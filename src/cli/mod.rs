//! Command-line interface for nxsds.
//!
//! ```text
//! nxsds [--verbose|--quiet] [--config FILE] [--backend-dir DIR] <COMMAND>
//!
//!   components [NAMES]...   datasources needed by components and their dependencies
//!   datasources [NAMES]...  describe datasources by name
//!   available <KIND>        list component or datasource names
//! ```
//!
//! Results go to stdout as JSON (default) or YAML; logs go to stderr.
//!
//! # Examples
//!
//! ```bash
//! # Everything the slit component writes per step, as flat records
//! nxsds --backend-dir ./config components slit --strategy STEP --flat
//!
//! # Substitute variables before resolving
//! nxsds components mca --variables '{"serialno": 12}'
//!
//! # Follow script inputs
//! nxsds datasources sum --expand-scripts --format yaml
//! ```

mod available;
pub mod common;
mod components;
mod datasources;


pub use available::{AvailableCommand, AvailableKind};
pub use common::CommandContext;
pub use components::ComponentsCommand;
pub use datasources::DataSourcesCommand;

use anyhow::Result;
use clap::{Parser, Subcommand};
use std::io::Write;
use std::path::PathBuf;
use tracing_subscriber::EnvFilter;

/// Settings derived from the global flags.
#[derive(Debug, Clone, Default)]
pub struct CliConfig {
    /// Default log filter; `None` disables logging. `RUST_LOG` takes
    /// precedence when set.
    pub log_level: Option<String>,

    /// Explicit configuration file.
    pub config_path: Option<PathBuf>,

    /// Backend directory overriding the configuration file.
    pub backend_dir: Option<PathBuf>,
}

impl CliConfig {
    pub fn new() -> Self {
        Self::default()
    }

    /// Install a stderr tracing subscriber for the configured level.
    ///
    /// Does nothing when logging is disabled or a subscriber already exists.
    pub fn init_logging(&self) {
        let Some(level) = &self.log_level else {
            return;
        };

        let filter = EnvFilter::try_from_default_env().unwrap_or_else(|_| EnvFilter::new(level));
        let _ = tracing_subscriber::fmt()
            .with_env_filter(filter)
            .with_writer(std::io::stderr)
            .with_target(false)
            .try_init();
    }
}

/// Resolve NeXus component and datasource definitions.
#[derive(Parser, Debug)]
#[command(name = "nxsds", version, about, long_about = None)]
pub struct Cli {
    #[command(subcommand)]
    command: Commands,

    /// Show debug logging on stderr
    #[arg(short, long, global = true, conflicts_with = "quiet")]
    verbose: bool,

    /// Only log errors
    #[arg(short, long, global = true)]
    quiet: bool,

    /// Configuration file (default: $NXSDS_CONFIG, then ~/.nxsds/config.toml)
    #[arg(long, global = true, value_name = "FILE")]
    config: Option<PathBuf>,

    /// Backend directory with components/ and datasources/
    #[arg(long, global = true, value_name = "DIR")]
    backend_dir: Option<PathBuf>,
}

#[derive(Subcommand, Debug)]
enum Commands {
    /// Resolve the datasources of components and their dependencies
    Components(ComponentsCommand),

    /// Describe datasources by name
    #[command(name = "datasources")]
    DataSources(DataSourcesCommand),

    /// List the names a backend provides
    Available(AvailableCommand),
}

impl Cli {
    /// Execute the parsed command, writing results to stdout.
    pub fn execute(self) -> Result<()> {
        let config = self.build_config();
        config.init_logging();
        let stdout = std::io::stdout();
        let mut out = stdout.lock();
        self.execute_with_config(config, &mut out)
    }

    /// Translate the global flags into a [`CliConfig`].
    #[must_use]
    pub fn build_config(&self) -> CliConfig {
        let log_level = if self.verbose {
            Some("debug".to_string())
        } else if self.quiet {
            Some("error".to_string())
        } else {
            Some("warn".to_string())
        };

        CliConfig {
            log_level,
            config_path: self.config.clone(),
            backend_dir: self.backend_dir.clone(),
        }
    }

    /// Execute with an injected configuration and output sink.
    pub fn execute_with_config(self, config: CliConfig, out: &mut dyn Write) -> Result<()> {
        let ctx = CommandContext::load(&config)?;

        match self.command {
            Commands::Components(cmd) => cmd.execute(&ctx, out),
            Commands::DataSources(cmd) => cmd.execute(&ctx, out),
            Commands::Available(cmd) => cmd.execute(&ctx, out),
        }
    }
}
//! Shape resolution through the public API.

use nxsds_cli::models::ShapeDim;
use nxsds_cli::resolver::shape::resolve_shape;
use roxmltree::Document;

fn shape(xml: &str) -> Vec<ShapeDim> {
    let doc = Document::parse(xml).unwrap();
    resolve_shape(doc.root_element())
}

#[test]
fn only_second_index_supplied() {
    assert_eq!(
        shape(r#"<dimensions rank="2"><dim index="2" value="123"/></dimensions>"#),
        vec![ShapeDim::Unknown, ShapeDim::Literal(123)]
    );
}

#[test]
fn no_dims_at_all() {
    assert_eq!(shape(r#"<dimensions rank="2"/>"#), vec![ShapeDim::Unknown, ShapeDim::Unknown]);
}

#[test]
fn malformed_dimensions_never_fail() {
    assert!(shape(r#"<dimensions rank="-1"/>"#).is_empty());
    assert_eq!(
        shape(r#"<dimensions rank="1"><dim value="5"/><dim index="1.5" value="6"/></dimensions>"#),
        vec![ShapeDim::Unknown]
    );
}

#[test]
fn shape_serialization() {
    let dims = shape(
        r#"<dimensions rank="4">
             <dim index="1" value="10"/>
             <dim index="2" value="$var.n"/>
             <dim index="3"><datasource name="roi"/></dim>
           </dimensions>"#,
    );
    assert_eq!(
        serde_json::to_value(&dims).unwrap(),
        serde_json::json!([10, "$var.n", "$datasources.roi", null])
    );
}
//! In-memory configuration backend.
//!
//! Holds component and datasource documents in maps and records every call it
//! receives, so tests can assert the exact backend traffic a resolution
//! produces. Individual operations can be made to fail.
//!
//! ```rust
//! use nxsds_cli::backend::{ConfigBackend, MemoryBackend};
//!
//! let backend = MemoryBackend::new()
//!     .with_component("slit", "<definition/>")
//!     .with_data_source("gap", r#"<definition><datasource type="CLIENT" name="gap"/></definition>"#);
//!
//! assert_eq!(backend.available_components().unwrap(), vec!["slit"]);
//! assert_eq!(backend.calls().len(), 1);
//! ```

use serde_json::{Map, Value};
use std::collections::{BTreeMap, HashMap, HashSet};
use std::sync::Mutex;

use super::graph::ComponentGraph;
use super::variables;
use super::{BackendResult, ConfigBackend};
use crate::core::BackendError;
use crate::resolver::references::component_references;

/// Backend operations, as recorded in the call journal.
#[derive(Debug, Clone, Copy, PartialEq, Eq, Hash)]
pub enum BackendOperation {
    AvailableComponents,
    AvailableDataSources,
    DependentComponents,
    Components,
    InstantiatedComponents,
    DataSources,
    Variables,
    SetVariables,
}

impl BackendOperation {
    pub fn as_str(&self) -> &'static str {
        match self {
            BackendOperation::AvailableComponents => "availableComponents",
            BackendOperation::AvailableDataSources => "availableDataSources",
            BackendOperation::DependentComponents => "dependentComponents",
            BackendOperation::Components => "components",
            BackendOperation::InstantiatedComponents => "instantiatedComponents",
            BackendOperation::DataSources => "dataSources",
            BackendOperation::Variables => "variables",
            BackendOperation::SetVariables => "setVariables",
        }
    }
}

/// One journal entry: the operation and the names it was called with.
#[derive(Debug, Clone, PartialEq, Eq)]
pub struct BackendCall {
    pub operation: BackendOperation,
    pub names: Vec<String>,
}

/// Map-backed [`ConfigBackend`].
#[derive(Debug, Default)]
pub struct MemoryBackend {
    components: BTreeMap<String, String>,
    data_sources: BTreeMap<String, String>,
    dependencies: HashMap<String, Vec<String>>,
    failing: HashSet<BackendOperation>,
    variables: Mutex<Map<String, Value>>,
    calls: Mutex<Vec<BackendCall>>,
}

impl MemoryBackend {
    pub fn new() -> Self {
        Self::default()
    }

    /// Store a component document.
    ///
    /// Unless [`with_dependencies`](Self::with_dependencies) overrides them,
    /// its dependencies are the `$components.NAME` tokens in `xml`.
    #[must_use]
    pub fn with_component(mut self, name: impl Into<String>, xml: impl Into<String>) -> Self {
        self.components.insert(name.into(), xml.into());
        self
    }

    /// Store a datasource document.
    #[must_use]
    pub fn with_data_source(mut self, name: impl Into<String>, xml: impl Into<String>) -> Self {
        self.data_sources.insert(name.into(), xml.into());
        self
    }

    /// Declare the direct dependencies of a component explicitly.
    #[must_use]
    pub fn with_dependencies(mut self, name: impl Into<String>, dependencies: &[&str]) -> Self {
        self.dependencies
            .insert(name.into(), dependencies.iter().map(|d| (*d).to_string()).collect());
        self
    }

    /// Seed the backend variables. Non-object values are ignored.
    #[must_use]
    pub fn with_variables(self, variables: Value) -> Self {
        if let Value::Object(map) = variables
            && let Ok(mut current) = self.variables.lock()
        {
            *current = map;
        }
        self
    }

    /// Make every call to `operation` fail.
    #[must_use]
    pub fn failing(mut self, operation: BackendOperation) -> Self {
        self.failing.insert(operation);
        self
    }

    /// Calls received so far, oldest first.
    pub fn calls(&self) -> Vec<BackendCall> {
        self.calls.lock().map(|calls| calls.clone()).unwrap_or_default()
    }

    /// Operations received so far, oldest first.
    pub fn operations(&self) -> Vec<BackendOperation> {
        self.calls().into_iter().map(|call| call.operation).collect()
    }

    /// Forget the call journal.
    pub fn clear_calls(&self) {
        if let Ok(mut calls) = self.calls.lock() {
            calls.clear();
        }
    }

    fn record(&self, operation: BackendOperation, names: &[String]) -> BackendResult<()> {
        if let Ok(mut calls) = self.calls.lock() {
            calls.push(BackendCall {
                operation,
                names: names.to_vec(),
            });
        }

        if self.failing.contains(&operation) {
            return Err(BackendError::Unavailable {
                operation: operation.as_str().to_string(),
                reason: "injected failure".to_string(),
            });
        }
        Ok(())
    }

    fn graph(&self) -> ComponentGraph {
        let mut graph = ComponentGraph::new();
        for (name, xml) in &self.components {
            graph.add_component(name);
            let deps = match self.dependencies.get(name) {
                Some(deps) => deps.clone(),
                None => component_references(xml),
            };
            for dep in deps {
                graph.add_dependency(name, &dep);
            }
        }
        graph
    }

    fn fetch(
        store: &BTreeMap<String, String>,
        kind: &str,
        names: &[String],
    ) -> BackendResult<Vec<String>> {
        names
            .iter()
            .map(|name| {
                store.get(name).cloned().ok_or_else(|| BackendError::NotFound {
                    kind: kind.to_string(),
                    name: name.clone(),
                })
            })
            .collect()
    }

    fn current_variables(&self) -> BackendResult<Map<String, Value>> {
        self.variables.lock().map(|vars| vars.clone()).map_err(|e| BackendError::Unavailable {
            operation: BackendOperation::Variables.as_str().to_string(),
            reason: e.to_string(),
        })
    }
}

impl ConfigBackend for MemoryBackend {
    fn available_components(&self) -> BackendResult<Vec<String>> {
        self.record(BackendOperation::AvailableComponents, &[])?;
        Ok(self.components.keys().cloned().collect())
    }

    fn available_data_sources(&self) -> BackendResult<Vec<String>> {
        self.record(BackendOperation::AvailableDataSources, &[])?;
        Ok(self.data_sources.keys().cloned().collect())
    }

    fn dependent_components(&self, names: &[String]) -> BackendResult<Vec<String>> {
        self.record(BackendOperation::DependentComponents, names)?;
        let closure = self.graph().closure(names);
        if let Some(missing) = closure.iter().find(|name| !self.components.contains_key(*name)) {
            return Err(BackendError::NotFound {
                kind: "component".to_string(),
                name: missing.clone(),
            });
        }
        Ok(closure)
    }

    fn components(&self, names: &[String]) -> BackendResult<Vec<String>> {
        self.record(BackendOperation::Components, names)?;
        Self::fetch(&self.components, "component", names)
    }

    fn instantiated_components(&self, names: &[String]) -> BackendResult<Vec<String>> {
        self.record(BackendOperation::InstantiatedComponents, names)?;
        let vars = self.current_variables()?;
        let documents = Self::fetch(&self.components, "component", names)?;
        names
            .iter()
            .zip(documents)
            .map(|(name, xml)| variables::substitute(&xml, name, &vars))
            .collect()
    }

    fn data_sources(&self, names: &[String]) -> BackendResult<Vec<String>> {
        self.record(BackendOperation::DataSources, names)?;
        Self::fetch(&self.data_sources, "datasource", names)
    }

    fn variables(&self) -> BackendResult<Map<String, Value>> {
        self.record(BackendOperation::Variables, &[])?;
        self.current_variables()
    }

    fn set_variables(&self, variables: Map<String, Value>) -> BackendResult<()> {
        self.record(BackendOperation::SetVariables, &[])?;
        let mut current = self.variables.lock().map_err(|e| BackendError::Unavailable {
            operation: BackendOperation::SetVariables.as_str().to_string(),
            reason: e.to_string(),
        })?;
        *current = variables;
        Ok(())
    }
}

#[cfg(test)]
mod tests {
    use super::*;
    use serde_json::json;

    fn names(values: &[&str]) -> Vec<String> {
        values.iter().map(|v| (*v).to_string()).collect()
    }

    #[test]
    fn test_dependencies_from_component_tokens() {
        let backend = MemoryBackend::new()
            .with_component("scan", "<definition>$components.slit</definition>")
            .with_component("slit", "<definition/>");

        let closure = backend.dependent_components(&names(&["scan"])).unwrap();
        assert_eq!(closure, names(&["scan", "slit"]));
    }

    #[test]
    fn test_missing_dependency_is_not_found() {
        let backend = MemoryBackend::new().with_component("scan", "<definition>$components.ghost</definition>");

        let err = backend.dependent_components(&names(&["scan"])).unwrap_err();
        assert!(matches!(err, BackendError::NotFound { ref name, .. } if name == "ghost"));
    }

    #[test]
    fn test_explicit_dependencies_override_tokens() {
        let backend = MemoryBackend::new()
            .with_component("scan", "<definition>$components.slit</definition>")
            .with_component("slit", "<definition/>")
            .with_component("motor", "<definition/>")
            .with_dependencies("scan", &["motor"]);

        assert_eq!(backend.dependent_components(&names(&["scan"])).unwrap(), names(&["scan", "motor"]));
    }

    #[test]
    fn test_instantiated_components_substitute_variables() {
        let backend = MemoryBackend::new()
            .with_component("cp", "<definition><group name=\"$var.entry\"/></definition>")
            .with_variables(json!({"entry": "scan_7"}));

        let docs = backend.instantiated_components(&names(&["cp"])).unwrap();
        assert_eq!(docs, vec!["<definition><group name=\"scan_7\"/></definition>"]);

        let raw = backend.components(&names(&["cp"])).unwrap();
        assert!(raw[0].contains("$var.entry"));
    }

    #[test]
    fn test_failure_injection_and_journal() {
        let backend = MemoryBackend::new()
            .with_data_source("gap", "<definition/>")
            .failing(BackendOperation::DataSources);

        assert!(backend.data_sources(&names(&["gap"])).is_err());
        assert_eq!(
            backend.calls(),
            vec![BackendCall {
                operation: BackendOperation::DataSources,
                names: names(&["gap"]),
            }]
        );
    }

    #[test]
    fn test_set_variables_replaces_map() {
        let backend = MemoryBackend::new().with_variables(json!({"a": 1}));
        backend.set_variables(json!({"b": 2}).as_object().cloned().unwrap()).unwrap();
        assert_eq!(Value::Object(backend.variables().unwrap()), json!({"b": 2}));
    }
}
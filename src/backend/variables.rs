//! `$var.NAME` substitution for instantiated component documents.
//!
//! Tokens take two forms:
//!
//! - `$var.NAME` - replaced by the variable value
//! - `$var.NAME#'default'` - replaced by the value, or by `default` when unset
//!
//! String values are inserted verbatim; any other JSON value is inserted as
//! its JSON text. A token with neither a value nor a default fails the whole
//! document, so a caller never receives a half-instantiated component.

use regex::Regex;
use serde_json::{Map, Value};
use std::sync::LazyLock;

use crate::core::BackendError;

static VARIABLE_PATTERN: LazyLock<Result<Regex, regex::Error>> =
    LazyLock::new(|| Regex::new(r"\$var\.([A-Za-z0-9_]+(?:-[A-Za-z0-9_]+)*)(?:#'([^']*)')?"));

/// Substitute every `$var.` token of `document`.
///
/// # Errors
///
/// Returns [`BackendError::UnresolvedVariable`] naming the first token that
/// has no value and no default.
pub fn substitute(
    document: &str,
    component: &str,
    variables: &Map<String, Value>,
) -> Result<String, BackendError> {
    let pattern = VARIABLE_PATTERN.as_ref().map_err(|e| BackendError::Unavailable {
        operation: "substitute variables".to_string(),
        reason: e.to_string(),
    })?;

    let mut output = String::with_capacity(document.len());
    let mut last = 0;

    for caps in pattern.captures_iter(document) {
        let (Some(whole), Some(name)) = (caps.get(0), caps.get(1)) else {
            continue;
        };
        output.push_str(&document[last..whole.start()]);

        match (variables.get(name.as_str()), caps.get(2)) {
            (Some(Value::String(value)), _) => output.push_str(value),
            (Some(Value::Null) | None, Some(default)) => output.push_str(default.as_str()),
            (Some(Value::Null) | None, None) => {
                return Err(BackendError::UnresolvedVariable {
                    name: name.as_str().to_string(),
                    component: component.to_string(),
                });
            }
            (Some(value), _) => output.push_str(&value.to_string()),
        }

        last = whole.end();
    }

    output.push_str(&document[last..]);
    Ok(output)
}

/// Shallow-merge `updates` into `base`, overwriting existing keys.
pub fn merge(base: &mut Map<String, Value>, updates: &Map<String, Value>) {
    for (key, value) in updates {
        base.insert(key.clone(), value.clone());
    }
}
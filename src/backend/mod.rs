//! Configuration backend contract.
//!
//! The resolver never talks to a configuration service directly. It consumes
//! a [`ConfigBackend`], a blocking request/response interface that hands out
//! component and datasource documents as XML strings. Two implementations
//! ship with the crate:
//!
//! - [`memory::MemoryBackend`] - in-process maps, with a call journal and
//!   failure injection for tests
//! - [`directory::DirectoryBackend`] - `components/*.xml` and
//!   `datasources/*.xml` under a root directory
//!
//! Backends own the variable set used by
//! [`ConfigBackend::instantiated_components`]; [`variables::substitute`]
//! implements the `$var.NAME` template shared by both.

pub mod directory;
pub mod graph;
pub mod memory;
pub mod variables;

pub use directory::DirectoryBackend;
pub use memory::{BackendCall, BackendOperation, MemoryBackend};

use serde_json::{Map, Value};

use crate::core::BackendError;

/// Result type returned by every backend operation.
pub type BackendResult<T> = Result<T, BackendError>;

/// A synchronous configuration service.
///
/// All methods take `&self`; implementations keep their mutable variable set
/// behind interior mutability. Bulk fetches return one document per requested
/// name, in request order.
pub trait ConfigBackend {
    /// Names of every stored component.
    fn available_components(&self) -> BackendResult<Vec<String>>;

    /// Names of every stored datasource.
    fn available_data_sources(&self) -> BackendResult<Vec<String>>;

    /// Transitive dependency closure of `names`, including `names` themselves.
    fn dependent_components(&self, names: &[String]) -> BackendResult<Vec<String>>;

    /// Raw component documents.
    fn components(&self, names: &[String]) -> BackendResult<Vec<String>>;

    /// Component documents with the current variables substituted.
    ///
    /// Fails when a document needs a variable that is not set.
    fn instantiated_components(&self, names: &[String]) -> BackendResult<Vec<String>>;

    /// Datasource documents.
    fn data_sources(&self, names: &[String]) -> BackendResult<Vec<String>>;

    /// Current substitution variables.
    fn variables(&self) -> BackendResult<Map<String, Value>>;

    /// Replace the substitution variables.
    fn set_variables(&self, variables: Map<String, Value>) -> BackendResult<()>;
}

impl<B: ConfigBackend + ?Sized> ConfigBackend for &B {
    fn available_components(&self) -> BackendResult<Vec<String>> {
        (**self).available_components()
    }

    fn available_data_sources(&self) -> BackendResult<Vec<String>> {
        (**self).available_data_sources()
    }

    fn dependent_components(&self, names: &[String]) -> BackendResult<Vec<String>> {
        (**self).dependent_components(names)
    }

    fn components(&self, names: &[String]) -> BackendResult<Vec<String>> {
        (**self).components(names)
    }

    fn instantiated_components(&self, names: &[String]) -> BackendResult<Vec<String>> {
        (**self).instantiated_components(names)
    }

    fn data_sources(&self, names: &[String]) -> BackendResult<Vec<String>> {
        (**self).data_sources(names)
    }

    fn variables(&self) -> BackendResult<Map<String, Value>> {
        (**self).variables()
    }

    fn set_variables(&self, variables: Map<String, Value>) -> BackendResult<()> {
        (**self).set_variables(variables)
    }
}

impl<B: ConfigBackend + ?Sized> ConfigBackend for Box<B> {
    fn available_components(&self) -> BackendResult<Vec<String>> {
        (**self).available_components()
    }

    fn available_data_sources(&self) -> BackendResult<Vec<String>> {
        (**self).available_data_sources()
    }

    fn dependent_components(&self, names: &[String]) -> BackendResult<Vec<String>> {
        (**self).dependent_components(names)
    }

    fn components(&self, names: &[String]) -> BackendResult<Vec<String>> {
        (**self).components(names)
    }

    fn instantiated_components(&self, names: &[String]) -> BackendResult<Vec<String>> {
        (**self).instantiated_components(names)
    }

    fn data_sources(&self, names: &[String]) -> BackendResult<Vec<String>> {
        (**self).data_sources(names)
    }

    fn variables(&self) -> BackendResult<Map<String, Value>> {
        (**self).variables()
    }

    fn set_variables(&self, variables: Map<String, Value>) -> BackendResult<()> {
        (**self).set_variables(variables)
    }
}
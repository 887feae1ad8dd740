//! Datasource resolution for NeXus component definitions.
//!
//! A component is an XML fragment of a NeXus file layout. Its `field`,
//! `attribute` and `dim` elements say *what* gets written; a direct
//! `strategy` child says *when* (`CONFIG`, `INIT`, `STEP`, `FINAL`); and a
//! datasource says *where the value comes from*. [`ComponentResolver`] turns a
//! set of component names into the list of datasources they need, each tagged
//! with the strategy, value type and shape of the element that uses it.
//!
//! # Resolution Process
//!
//! ## Components
//! 1. **Selection**: requested names are intersected with the
//!    available-components snapshot taken when the resolver was built;
//!    unknown names are dropped without error
//! 2. **Closure**: the backend expands the selection to its full dependency
//!    closure
//! 3. **Fetch**: documents are fetched in one bulk call, after merging any
//!    caller variables into the backend when variables were supplied
//! 4. **Walk**: every strategy-carrying node of every document is resolved
//!    into a per-component [`DataSourceRegistry`]
//! 5. **Render**: filters are applied and the tree or flat result is built
//!    (see [`crate::output`])
//!
//! ## Node resolution
//! A node declares its datasource in one of three ways, tried in order:
//!
//! ```xml
//! <!-- embedded -->
//! <field name="gap" type="NX_FLOAT">
//!   <strategy mode="STEP"/>
//!   <datasource type="TANGO" name="gap">
//!     <device hostname="haso" member="attribute" name="p09/motor/exp.01"/>
//!     <record name="Position"/>
//!   </datasource>
//! </field>
//!
//! <!-- referenced by name -->
//! <field name="title" type="NX_CHAR">
//!   <strategy mode="INIT"/>$datasources.title</field>
//! ```
//!
//! Embedded datasources are appended in document order until one claims a
//! name. Otherwise the first `$datasources.NAME` token in the node's own text
//! is looked up: an available name is described from its own document, an
//! unavailable one becomes an in-band `__ERROR__` record. A node with neither
//! contributes nothing.
//!
//! ## Script expansion
//! With [`ResolverOptions::expand_scripts`], a computed (`PYEVAL`) datasource
//! also pulls in the datasources its script actually uses: every
//! `$datasources.NAME` token of its document whose name occurs in its
//! `result` text is described and appended alongside it. Expansion keeps a
//! visited set per chain and stops at [`MAX_EXPANSION_DEPTH`], so
//! self-referencing scripts terminate.
//!
//! # Error Handling
//!
//! Bulk backend calls and unparsable component documents fail the whole call
//! with a [`ResolverError`]. Fetching a single referenced datasource never
//! does: a failure is logged and the reference resolves to nothing.
//!
//! # Example
//!
//! ```rust
//! use nxsds_cli::backend::MemoryBackend;
//! use nxsds_cli::output::{OutputMode, RecordFilter};
//! use nxsds_cli::resolver::{ComponentResolver, ResolverOptions};
//!
//! let backend = MemoryBackend::new().with_component(
//!     "slit",
//!     r#"<definition><field name="gap" type="NX_FLOAT"><strategy mode="STEP"/>
//!          <datasource type="CLIENT" name="gap"><record name="slit_gap"/></datasource>
//!        </field></definition>"#,
//! );
//!
//! let resolver = ComponentResolver::new(&backend, ResolverOptions::default())?;
//! let description = resolver.components(None, &RecordFilter::default(), None, OutputMode::Flat)?;
//! assert_eq!(description.occurrences(), 1);
//! # Ok::<(), nxsds_cli::core::ResolverError>(())
//! ```

pub mod node;
pub mod references;
pub mod registry;
pub mod shape;

pub use registry::DataSourceRegistry;

use roxmltree::{Document, Node};
use serde::{Deserialize, Serialize};
use serde_json::{Map, Value};
use std::collections::HashSet;
use tracing::{debug, trace, warn};

use crate::backend::{ConfigBackend, variables};
use crate::constants::MAX_EXPANSION_DEPTH;
use crate::core::ResolverError;
use crate::models::DataSourceRecord;
use crate::output::{Description, OutputMode, RecordFilter, render_components, render_data_sources};
use node::{
    DATASOURCE_TAG, STRATEGY_TAG, attribute, carries_strategy, child_elements, direct_text, embedded_record,
    first_child, result_text, source_text,
};
use references::{first_datasource_reference, used_references};

/// Resolution switches.
#[derive(Debug, Clone, Copy, Default, PartialEq, Eq, Serialize, Deserialize)]
#[serde(default)]
pub struct ResolverOptions {
    /// Follow the datasources used by computed (`PYEVAL`) scripts.
    pub expand_scripts: bool,
}

/// Unfiltered resolution result for one component.
#[derive(Debug, Clone, PartialEq, Eq)]
pub struct ComponentDescription {
    pub name: String,
    pub registry: DataSourceRegistry,
}

/// Resolves components and datasources against a [`ConfigBackend`].
///
/// Availability is snapshotted once in [`new`](Self::new); names added to the
/// backend afterwards are treated as unknown.
pub struct ComponentResolver<B: ConfigBackend> {
    backend: B,
    options: ResolverOptions,
    available_components: Vec<String>,
    available_data_sources: Vec<String>,
    known_data_sources: HashSet<String>,
}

YOUR ASSIGNMENT — Copy every line above that holds the word "PYEVAL".

TASK RESPONSE —
//! With [`ResolverOptions::expand_scripts`], a computed (`PYEVAL`) datasource
    /// Follow the datasources used by computed (`PYEVAL`) scripts.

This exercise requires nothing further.